(DATA begins)

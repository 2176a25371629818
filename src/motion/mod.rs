pub mod energy;
pub mod phase;

pub use energy::{energy_series, motion_energy, MotionEnergySample};
pub use phase::{detect_phases, PhaseDetection, PhaseIndices, PhaseStrategy, SwingEvent};
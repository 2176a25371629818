pub mod biomech;
pub mod geometry;

pub use biomech::{
    derive_metrics, BiomechanicalMetrics, HandPathClass, HandVsChest, Handedness, Lead, LowerBodyLead,
};
pub use geometry::Displacement;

(DATA ends)

TASK REQUIREMENTS:
Restate, word for word, the final stretch of the entries above: the line containing "filename src/motion/mod.rs" and every line after it, up to and including the last.

WRITTEN REPLY:
filename src/motion/mod.rs
pub mod energy;
pub mod phase;

pub use energy::{energy_series, motion_energy, MotionEnergySample};
pub use phase::{detect_phases, PhaseDetection, PhaseIndices, PhaseStrategy, SwingEvent};
repository 2176a25371629818
pub mod biomech;
pub mod geometry;

pub use biomech::{
    derive_metrics, BiomechanicalMetrics, HandPathClass, HandVsChest, Handedness, Lead, LowerBodyLead,
};
pub use geometry::Displacement;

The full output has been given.